The core engine is built to traverse millions of game states rapidly during the Expectimax search. To achieve this, we prioritize Zero-Cost Abstractions—ensuring that our code is readable and type-safe during development, but compiles down to raw, zero-allocation primitives at runtime.

We strictly avoid case class or AnyVal wrappers for fundamental domain objects to prevent JVM heap allocations and Garbage Collector (GC) pressure.

Instead, we use Scala 3 opaque types. At compile-time, they provide strict type safety. At runtime, they are completely erased, leaving only the underlying primitive (Int or Long).

  • Color: An Int (0 = White, 1 = Black). Toggled instantly using bitwise XOR (^ 1).
  • PieceType: An Int directly corresponding to the dice value (1 = Pawn, 6 = King).
  • Square: An Int representing an index from 0 (a1) to 63 (h8).

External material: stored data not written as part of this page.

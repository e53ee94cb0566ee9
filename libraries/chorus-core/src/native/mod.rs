//! Native interface seam
//!
//! `libchorus` is not thread-safe and not reentrant: only one call may be in
//! flight at any instant, across every thread in the process, including calls
//! made from event-handler threads. [`Native`] owns the single lock that
//! enforces this; every native entry point in the bindings goes through
//! [`Native::call`]. Skipping the lock before a native call is a correctness
//! bug, not a performance concern.
//!
//! The native entry points themselves are consumed through the [`NativeApi`]
//! trait family, so the binding logic above this seam is independent of how
//! the library is actually linked.

use crate::catalog::{Availability, OfflineStatus};
use crate::error::{Error, NativeError, Result};
use crate::link::LinkType;
use serde::{Deserialize, Serialize};
use std::fmt;
use std::sync::{Arc, Mutex, MutexGuard};
use tracing::warn;

#[cfg(any(test, feature = "testing"))]
pub mod fixtures;

/// Raw native object reference. `0` is the null handle.
#[derive(Debug, Clone, Copy, PartialEq, Eq, Hash)]
pub struct RawHandle(pub u64);

impl RawHandle {
    /// The null handle
    pub const NULL: RawHandle = RawHandle(0);

    /// Whether this is the null handle
    pub fn is_null(&self) -> bool {
        self.0 == 0
    }
}

/// One element of a container's flat entry sequence.
///
/// Folders appear in the sequence as start/end boundary markers around their
/// contents. Entries are immutable snapshots of native state at read time.
#[derive(Debug, Clone, PartialEq, Eq)]
pub enum ContainerEntry {
    /// A playlist, as a borrowed native reference
    Playlist(RawHandle),
    /// Start boundary of a named folder
    FolderStart {
        /// Folder id, assigned by the native library
        id: u64,
        /// Folder name at read time
        name: String,
    },
    /// End boundary of a folder
    FolderEnd {
        /// Folder id, matching the corresponding start marker
        id: u64,
    },
}

/// A notification reported by the native library.
///
/// Events arriving through a [`NativeCallbackBridge`] originate on the native
/// callback thread; events fired by host code originate wherever the host
/// fires them. Both travel the same dispatch path.
#[derive(Debug, Clone, PartialEq, Eq, Serialize, Deserialize)]
pub enum SessionEvent {
    /// A login attempt finished
    LoggedIn {
        /// Failure code if the attempt failed
        error: Option<NativeError>,
    },
    /// The session was logged out
    LoggedOut,
    /// Metadata for one or more loaded objects changed
    MetadataUpdated,
    /// The connection was lost
    ConnectionError {
        /// Failure code reported by the native library
        error: NativeError,
    },
    /// The service wants to show a message to the user
    MessageToUser {
        /// The message text
        message: String,
    },
    /// The native library wants `process_events` called soon
    NotifyMainThread,
    /// Playback was taken over by another session on the same account
    PlayTokenLost,
    /// A log line from inside the native library
    LogMessage {
        /// The log text
        message: String,
    },
    /// The current track finished playing
    EndOfTrack,
    /// A streaming failure occurred
    StreamingError {
        /// Failure code reported by the native library
        error: NativeError,
    },
    /// Information about the logged-in user changed
    UserinfoUpdated,
    /// The service requested playback to start
    StartPlayback,
    /// The service requested playback to stop
    StopPlayback,
}

/// Receiver for native-originated session events.
///
/// The native library invokes [`event`](Self::event) from its internal
/// callback thread. Implementations must not call back into the native
/// library on that thread; they hand the event off instead.
pub trait NativeCallbackBridge: Send + Sync {
    /// Deliver one event off the native callback thread
    fn event(&self, event: SessionEvent);
}

/// Session entry points of the native library
pub trait NativeSession {
    /// Run one iteration of the native event loop.
    ///
    /// Returns the suggested delay before the next call, in milliseconds.
    fn session_process_events(&self) -> Result<u64>;

    /// Start a login attempt; completion is reported via
    /// [`SessionEvent::LoggedIn`]
    fn session_login(&self, username: &str, password: &str) -> Result<()>;

    /// Log the session out. Errors when no login is active; callers check
    /// [`session_logged_in`](Self::session_logged_in) first.
    fn session_logout(&self) -> Result<()>;

    /// Whether a login is currently active
    fn session_logged_in(&self) -> bool;

    /// Register the bridge that receives callback-thread events
    fn session_set_callback_bridge(&self, bridge: Arc<dyn NativeCallbackBridge>);

    /// The session's root playlist container, as an owned reference
    fn session_playlist_container(&self) -> Result<RawHandle>;

    /// Star or unstar a track for the logged-in user
    fn session_star(&self, track: RawHandle, starred: bool) -> Result<()>;
}

/// Catalog object entry points of the native library
pub trait NativeCatalog {
    /// Increment the native reference count of an object
    fn add_ref(&self, handle: RawHandle) -> Result<()>;

    /// Decrement the native reference count of an object
    fn release(&self, handle: RawHandle);

    /// Construct an object from its stable identifier, as an owned reference.
    ///
    /// The object may be unloaded; attribute getters return defaults until
    /// the native library has fetched its metadata.
    fn resolve(&self, kind: LinkType, id: &str) -> Result<RawHandle>;

    /// Object type and stable identifier of a live object
    fn identity(&self, handle: RawHandle) -> Result<(LinkType, String)>;

    /// Display name; empty string while the object is unloaded
    fn object_name(&self, handle: RawHandle) -> String;

    /// Whether the object's metadata has been fetched
    fn object_loaded(&self, handle: RawHandle) -> bool;

    /// Track duration in milliseconds; zero while unloaded
    fn track_duration_ms(&self, handle: RawHandle) -> u64;

    /// Track popularity, 0 to 100; zero while unloaded
    fn track_popularity(&self, handle: RawHandle) -> u8;

    /// Disc number the track appears on
    fn track_disc(&self, handle: RawHandle) -> u32;

    /// Position of the track on its disc
    fn track_index(&self, handle: RawHandle) -> u32;

    /// Load error of the track, if loading failed
    fn track_error(&self, handle: RawHandle) -> Option<NativeError>;

    /// Availability of the track for the logged-in user
    fn track_availability(&self, handle: RawHandle) -> Availability;

    /// Offline sync status of the track
    fn track_offline_status(&self, handle: RawHandle) -> OfflineStatus;

    /// Whether the logged-in user starred the track
    fn track_is_starred(&self, handle: RawHandle) -> bool;

    /// Whether the track is a local track
    fn track_is_local(&self, handle: RawHandle) -> bool;

    /// Whether playback of the track is autolinked to another track
    fn track_is_autolinked(&self, handle: RawHandle) -> bool;

    /// Whether the track is a placeholder for another catalog object.
    ///
    /// A placeholder's identity is the link of the object it stands for.
    fn track_is_placeholder(&self, handle: RawHandle) -> bool;

    /// Album of the track, as an owned reference
    fn track_album(&self, handle: RawHandle) -> Result<RawHandle>;

    /// Number of performing artists on the track
    fn track_artist_count(&self, handle: RawHandle) -> usize;

    /// Performing artist by position, as an owned reference
    fn track_artist(&self, handle: RawHandle, index: usize) -> Result<RawHandle>;

    /// The track actually used for playback, as an owned reference.
    ///
    /// Differs from `handle` when the track is autolinked.
    fn track_playable(&self, handle: RawHandle) -> Result<RawHandle>;

    /// Create a local track, as an owned reference.
    ///
    /// The native library tries to match local tracks against the catalog in
    /// the background; a track that never matches stays unavailable, which is
    /// a normal state rather than an error. Pass a negative duration when it
    /// is unknown.
    fn local_track_create(
        &self,
        title: &str,
        artist: &str,
        album: &str,
        duration_ms: i64,
    ) -> Result<RawHandle>;

    /// Release year of an album; zero while unloaded
    fn album_year(&self, handle: RawHandle) -> u32;

    /// Primary artist of an album, as an owned reference
    fn album_artist(&self, handle: RawHandle) -> Result<RawHandle>;

    /// Whether the album is available in the logged-in user's region
    fn album_available(&self, handle: RawHandle) -> bool;
}

/// Playlist container entry points of the native library
pub trait NativeContainer {
    /// Number of entries in the container's flat sequence
    fn container_len(&self, container: RawHandle) -> usize;

    /// Entry at a position of the flat sequence.
    ///
    /// Playlist entries carry a borrowed reference; callers add-ref before
    /// keeping it.
    fn container_entry(&self, container: RawHandle, index: usize) -> Result<ContainerEntry>;

    /// Create a playlist at the end of the sequence, as an owned reference
    fn container_add(&self, container: RawHandle, name: &str) -> Result<RawHandle>;

    /// Create a playlist at a position of the sequence, as an owned reference
    fn container_insert(&self, container: RawHandle, index: usize, name: &str)
        -> Result<RawHandle>;

    /// Remove the entry at a position.
    ///
    /// Removing a folder start marker also removes its matching end marker.
    fn container_remove(&self, container: RawHandle, index: usize) -> Result<()>;

    /// Move the entry at `from` to position `to`
    fn container_move(&self, container: RawHandle, from: usize, to: usize) -> Result<()>;

    /// Name of the user owning the container; empty while unloaded
    fn container_owner_name(&self, container: RawHandle) -> String;

    /// Whether the container has finished loading
    fn container_loaded(&self, container: RawHandle) -> bool;

    /// Rename a folder, keyed by its id
    fn folder_rename(&self, container: RawHandle, folder_id: u64, name: &str) -> Result<()>;
}

/// The complete native surface consumed by the bindings
pub trait NativeApi: NativeSession + NativeCatalog + NativeContainer + Send + Sync {}

impl<T> NativeApi for T where T: NativeSession + NativeCatalog + NativeContainer + Send + Sync {}

/// Shared front door to the native library.
///
/// Owns the process-wide lock that serializes native calls. [`call`] holds
/// the lock for exactly the duration of the closure; never do anything inside
/// the closure that could need the lock again, and never park inside it
/// waiting on other threads.
///
/// Cloning is cheap and shares the same lock.
///
/// [`call`]: Native::call
#[derive(Clone)]
pub struct Native {
    inner: Arc<NativeInner>,
}

struct NativeInner {
    api: Box<dyn NativeApi>,
    lock: Mutex<()>,
}

impl Native {
    /// Wrap a native library behind the single-call lock
    pub fn new(api: Box<dyn NativeApi>) -> Self {
        Self {
            inner: Arc::new(NativeInner {
                api,
                lock: Mutex::new(()),
            }),
        }
    }

    /// Run one native call while holding the single-call lock
    pub fn call<T>(&self, f: impl FnOnce(&dyn NativeApi) -> T) -> T {
        // A poisoned lock only means some thread panicked between acquiring
        // the guard and finishing its call; the guard itself is still valid.
        let _guard: MutexGuard<'_, ()> = match self.inner.lock.lock() {
            Ok(guard) => guard,
            Err(poisoned) => {
                warn!("native lock poisoned by a panicked caller, continuing");
                poisoned.into_inner()
            }
        };
        f(&*self.inner.api)
    }
}

impl fmt::Debug for Native {
    fn fmt(&self, f: &mut fmt::Formatter<'_>) -> fmt::Result {
        f.debug_struct("Native").finish_non_exhaustive()
    }
}

/// Owned reference to a native object.
///
/// Each `NativeHandle` owns exactly one native reference: [`Clone`]
/// increments the native count before copying, [`Drop`] releases exactly
/// once. Safe code cannot use a handle after release.
pub struct NativeHandle {
    raw: RawHandle,
    native: Native,
}

impl NativeHandle {
    /// Take ownership of a reference the native library has already counted.
    ///
    /// Rejects the null handle with [`Error::Handle`].
    pub fn adopt(native: Native, raw: RawHandle) -> Result<Self> {
        if raw.is_null() {
            return Err(Error::Handle);
        }
        Ok(Self { raw, native })
    }

    /// Own a new reference to an object the caller only borrows
    pub fn from_borrowed(native: Native, raw: RawHandle) -> Result<Self> {
        if raw.is_null() {
            return Err(Error::Handle);
        }
        native.call(|api| api.add_ref(raw))?;
        Ok(Self { raw, native })
    }

    /// The underlying raw handle
    pub fn raw(&self) -> RawHandle {
        self.raw
    }

    /// The native front door this handle belongs to
    pub fn native(&self) -> &Native {
        &self.native
    }
}

impl Clone for NativeHandle {
    fn clone(&self) -> Self {
        // add_ref on a handle we own a reference to cannot fail
        let _ = self.native.call(|api| api.add_ref(self.raw));
        Self {
            raw: self.raw,
            native: self.native.clone(),
        }
    }
}

impl Drop for NativeHandle {
    fn drop(&mut self) {
        self.native.call(|api| api.release(self.raw));
    }
}

impl fmt::Debug for NativeHandle {
    fn fmt(&self, f: &mut fmt::Formatter<'_>) -> fmt::Result {
        f.debug_tuple("NativeHandle").field(&self.raw.0).finish()
    }
}

#[cfg(test)]
mod tests {
    use super::fixtures::FakeNative;
    use super::*;

    #[test]
    fn adopt_rejects_null_handle() {
        let native = Native::new(Box::new(FakeNative::new()));
        let result = NativeHandle::adopt(native, RawHandle::NULL);
        assert!(matches!(result, Err(Error::Handle)));
    }

    #[test]
    fn handle_releases_exactly_once_on_drop() {
        let fake = FakeNative::new();
        let raw = fake.seed_playlist("pl-1", "Hello");
        let native = Native::new(Box::new(fake.clone()));

        let handle = NativeHandle::from_borrowed(native.clone(), raw).unwrap();
        assert_eq!(native.call(|api| api.object_name(raw)), "Hello");
        assert_eq!(fake.refcount(raw), 1);

        drop(handle);
        assert_eq!(fake.refcount(raw), 0);
    }

    #[test]
    fn clone_increments_refcount() {
        let fake = FakeNative::new();
        let raw = fake.seed_playlist("pl-1", "Hello");
        let native = Native::new(Box::new(fake.clone()));

        let handle = NativeHandle::from_borrowed(native.clone(), raw).unwrap();
        let copy = handle.clone();
        assert_eq!(fake.refcount(raw), 2);

        drop(handle);
        assert_eq!(fake.refcount(raw), 1);
        drop(copy);
        assert_eq!(fake.refcount(raw), 0);
    }

    #[test]
    fn call_serializes_native_access() {
        use std::thread;

        let fake = FakeNative::new();
        let native = Native::new(Box::new(fake));

        // Hammer the lock from several threads; the fake panics if it ever
        // observes two overlapping calls.
        let threads: Vec<_> = (0..4)
            .map(|_| {
                let native = native.clone();
                thread::spawn(move || {
                    for _ in 0..100 {
                        let _ = native.call(|api| api.session_logged_in());
                    }
                })
            })
            .collect();
        for t in threads {
            t.join().unwrap();
        }
    }
}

When an object logically requires multiple fields, we pack them into a single primitive integer using bitwise operations, rather than allocating a container object.

A Piece needs both a Color and a PieceType. We pack them into 4 bits of a standard Int:

  • Bit 3: Color (0 for White, 1 for Black)
  • Bits 0-2: PieceType (1 to 6)

A complete move packet requires an origin, a destination, and an optional promotion piece. We pack this into 16 bits:

  • Bits 12-15: Promotion PieceType (0 if no promotion)
  • Bits 6-11: Target Square index (0-63)
  • Bits 0-5: Origin Square index (0-63)

The core mechanism for representing piece placements across the board is the Bitboard (opaque type Bitboard = Long).

We use the Little-Endian Rank-File (LERF) mapping:

  • a1 is mapped to bit 0
  • h8 is mapped to bit 63

Instead of maintaining 12 individual bitboards (White Pawns, Black Pawns, etc.), our engine architecture utilizes an 8-bitboard split:

  • 2 Color Bitboards: whitePieces, blackPieces
  • 6 Type Bitboards: pawns, knights, bishops, rooks, queens, kings

Performance Benefits:

  • Intersection: To find all White Knights, we perform a single bitwise AND: whitePieces & knights.
  • Occupancy: To find all pieces on the board: whitePieces | blackPieces.
  • Hardware Acceleration: Counting pieces uses the JVM intrinsic java.lang.Long.bitCount, which maps directly to the CPU’s POPCNT instruction (executing in 1 clock cycle).
  • Memory Footprint: The entire board state is exactly 64 bytes (8 x 8 bytes), fitting perfectly into a single L1 CPU cache line.

While Bitboards are incredibly fast for generating moves (e.g., “Where can white knights go?”), they are slow for answering: “What piece is standing on e4?”

To solve this, our GameState utilizes a Hybrid Architecture:

  1. Bitboards: Used for move generation and rapid set intersections.
  2. Mailbox Array: An auxiliary flat array (Array[Piece] of size 64) maintained in parallel. This provides O(1) instant piece lookup without needing to check all 6 type bitboards sequentially.